Makanan

7 Makanan Ramadhan Tradisional Dari Seluruh Dunia

7 Makanan Ramadhan Tradisional Dari Seluruh Dunia

Ramadhan adalah waktu untuk berkaca diri, menenangkan hati dan pikiran dari semua hal yang mengganggu, dan fokus pada beberapa prinsip utama agama Islam. Namun, setiap tahun Anda juga kebingungan dengan menu seperti apa yang bisa dicoba untuk Ramadan kali ini.

7 Makanan Ramadhan Tradisional Dari Seluruh Dunia

Artikel ini bukan berisi tentang cara untuk menahan keinginan untuk makan selama bulan ramadhan, tapi artikel ini akan memberikan ide-ide masakan dari seluruh dunia yang bisa Anda coba sebagai menu berbuka.

  1. Sup Harira

Makanan yang satu ini dapat dimakan kapan pun sepanjang tahun. Tetapi, Anda hanya akan menemukan menu ini di bulan Ramadhan saja jika Anda berkunjung ke Maroko.
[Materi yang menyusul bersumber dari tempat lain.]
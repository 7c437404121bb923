//! Identifier source: the input corpus minus what is already hydrated.
//!
//! The result store is the only resume signal. The progress log is never
//! consulted here.

use indexmap::IndexSet;
use std::collections::HashSet;
use std::fs::File;
use std::io::BufReader;
use std::path::{Path, PathBuf};
use tracing::{debug, info};

use crate::config::HydrateConfig;
use crate::error::{HydrateError, Result};
use crate::types::{HydratedRecord, TweetId, RESULT_HEADER};

/// Name of the identifier column in the input corpus.
pub const ID_COLUMN: &str = "tweet_id";

/// Work derived from the input corpus and the existing result store.
#[derive(Debug, Clone, Default)]
pub struct Workload {
    /// Input ids not yet hydrated, in order of first appearance.
    pub remaining: Vec<TweetId>,
    /// Ids present in the result store.
    pub already_hydrated: HashSet<TweetId>,
    /// Rows of the result store as loaded, in file order.
    pub existing: Vec<HydratedRecord>,
    /// Distinct ids in the input corpus.
    pub total_unique: usize,
}

#[derive(Debug, Clone)]
pub struct IdentifierSource {
    input_path: PathBuf,
    result_path: PathBuf,
}

impl IdentifierSource {
    pub fn new(input_path: impl Into<PathBuf>, result_path: impl Into<PathBuf>) -> Self {
        Self {
            input_path: input_path.into(),
            result_path: result_path.into(),
        }
    }

    pub fn from_config(config: &HydrateConfig) -> Self {
        Self::new(&config.input_path, &config.output_path)
    }

    /// Read the corpus and the result store and compute what is left to do.
    pub fn load(&self) -> Result<Workload> {
        info!("Reading tweet IDs...");
        let input = self.read_identifiers()?;
        info!("Found {} unique tweet IDs.", input.len());

        let existing = read_result_store(&self.result_path)?;
        let already_hydrated: HashSet<TweetId> =
            existing.iter().map(|r| r.tweet_id.clone()).collect();
        if self.result_path.exists() {
            info!("{} tweets already hydrated.", already_hydrated.len());
        }

        let remaining: Vec<TweetId> = input
            .iter()
            .filter(|id| !already_hydrated.contains(*id))
            .cloned()
            .collect();
        info!("{} tweet IDs remaining to process.", remaining.len());

        Ok(Workload {
            remaining,
            already_hydrated,
            existing,
            total_unique: input.len(),
        })
    }

    /// Unique ids from the tab-separated corpus, first appearance wins.
    pub fn read_identifiers(&self) -> Result<IndexSet<TweetId>> {
        let path = self.input_path.as_path();
        let file = File::open(path).map_err(|source| HydrateError::InputOpen {
            path: path.to_path_buf(),
            source,
        })?;

        // Tweet text in these corpora carries stray quotes, so no quoting.
        let mut reader = csv::ReaderBuilder::new()
            .delimiter(b'\t')
            .quoting(false)
            .flexible(true)
            .has_headers(true)
            .from_reader(BufReader::new(file));

        let headers = reader
            .headers()
            .map_err(|e| malformed(path, &e, "unreadable header"))?
            .clone();
        let column = headers
            .iter()
            .position(|h| h.trim_start_matches('\u{feff}').trim() == ID_COLUMN)
            .ok_or_else(|| HydrateError::MissingColumn {
                path: path.to_path_buf(),
                column: ID_COLUMN.to_string(),
            })?;

        let mut ids = IndexSet::new();
        let mut rows = 0usize;
        for result in reader.records() {
            let record = result.map_err(|e| malformed(path, &e, "unreadable row"))?;
            let line = record.position().map(|p| p.line()).unwrap_or(0);
            let raw = record.get(column).ok_or_else(|| HydrateError::MalformedInput {
                path: path.to_path_buf(),
                line,
                reason: format!(
                    "row has {} fields but `{}` is column {}",
                    record.len(),
                    ID_COLUMN,
                    column + 1
                ),
            })?;
            let id: TweetId = raw.parse().map_err(|reason| HydrateError::MalformedInput {
                path: path.to_path_buf(),
                line,
                reason,
            })?;
            ids.insert(id);
            rows += 1;
        }

        debug!(rows, unique = ids.len(), "Read input corpus");
        Ok(ids)
    }
}

/// Load every row of the result store. A missing or empty file is an empty
/// store; anything unparseable is an error.
pub fn read_result_store(path: &Path) -> Result<Vec<HydratedRecord>> {
    if !path.exists() {
        return Ok(Vec::new());
    }

    let store_err = |reason: String| HydrateError::ResultStore {
        path: path.to_path_buf(),
        reason,
    };

    let mut reader = csv::Reader::from_path(path).map_err(|e| store_err(e.to_string()))?;
    let headers = reader.headers().map_err(|e| store_err(e.to_string()))?.clone();
    if headers.is_empty() {
        return Ok(Vec::new());
    }
    if headers.iter().ne(RESULT_HEADER.iter().copied()) {
        return Err(store_err(format!(
            "expected header `{}`, found `{}`",
            RESULT_HEADER.join(","),
            headers.iter().collect::<Vec<_>>().join(",")
        )));
    }

    reader
        .deserialize::<HydratedRecord>()
        .map(|row| row.map_err(|e| store_err(e.to_string())))
        .collect()
}

fn malformed(path: &Path, err: &csv::Error, what: &str) -> HydrateError {
    HydrateError::MalformedInput {
        path: path.to_path_buf(),
        line: err.position().map(|p| p.line()).unwrap_or(0),
        reason: format!("{}: {}", what, err),
    }
}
Masakan ini memiliki manfaat kesehatan yang disajikan dengan bahan-bahan seperti kacang dan lentil, dipadukan dengan sup tomat yang lezat.

  1. Erk Soos

Minuman ini adalah bagian dari tradisi Ramadhan di Timur Tengah, tetapi lebih umum ditemukan di negara-negara seperti Lebanon dan Suriah. Minuman ini juga dapat ditemukan di Turki dengan sedikit tambahan jus delima sebagai variasinya.

Namun versi ini terbuat dari akar likoris, dan disajikan pada saat berbuka puasa untuk memuaskan dahaga setelah seharian menjalani puasa yang panjang di bawah panas matahari Arab. Minuman ini terasa agak pahit, tetapi penduduk setempat dan turis sama-sama menyukai cara penyajiannya, dan minuman ini mampu memuaskan dahaga.

  1. Pap dan Akara

Pap dan Akara dapat dimakan sepanjang tahun di Nigeria, tetapi selama bulan Ramadhan, orang Nigeria suka makan menu  ini untuk sarapan.

Akara adalah sejenis kue kacang goreng. Kue ini mengandung protein yang kemungkinan akan mempertahankan tingkat energi Anda sepanjang hari puasa. Menu ini bagus sebagai pilihan para vegan. Akara juga paling umum disajikan bersama jagung atau pap, yang bisa bertahan hingga 8 minggu di lemari es! Anda dapat mempersiapkannya di awal ramadhan dan Anda dapat menikmatinya sepanjang Ramadhan!

  1. Haleem Stew

Makanan ini dinikmati di seluruh belahan dunia selama Ramadhan. Orang-orang dari semua negara di Timur Tengah, Asia Selatan dan Asia Tenggara menikmati Haleem Stew. Diperlukan sekitar 8 jam untuk memasaknya, dan biasanya Haleem Stew dimakan dengan nasi atau naan saat makan malam.

Haleem Stew terbuat dari gandum, barley dan lentil. Untuk toppingnya sendiri berbeda-beda di setiap wilayah. Beberapa topping ini juga menggunakan daging sebagai variasi.

  1. Kolak

Dari Indonesia, kita memiliki Kolak! Makanan ini adalah makanan pencuci mulut yang terbuat dari gula kelapa, santan, dan daun pandan. Pisang, ubi, nangka, singkong atau labu dapat ditambahkan sebagai campuran isiannya.

Menu ini adalah sajian tradisional Ramadhan dan seringkali dijadikan menu berbuka puasa sebagai pengganti kurma dan susu untuk memberi Anda energi setelah puasa seharian.

  1. Piyaji

Sebagai makanan pokok di Bangladesh, Piyaji adalah gabungan lentil dan bawang yang dibumbui, kemudian digoreng menjadi potongan-potongan kecil. Makanan tradisional ini dapat ditemukan di jalanan kota Bangladesh selama Ramadhan. Banyak yang membelinya dalam perjalanan pulang kerja untuk berbuka puasa!

  1. Kue Lapis

Makanan berwarna pelangi ini dapat ditemukan di seluruh Asia Tenggara, khususnya di Singapura. Walau biasanya dapat dinikmati sepanjang tahun, tetapi selama bulan Ramadhan, kue lapis ini lebih sering hadir di meja makan.

Kue Lapis adalah kue kukus dengan berbagai lapisan penuh warna. Kue ini terbuat dari tepung beras, santan dan banyak pewarna makanan! Pembuatannya sendiri cukup rumit, karena kue ini dikukus secara bertahap untuk menambahkan setiap lapisan warna yang berbeda.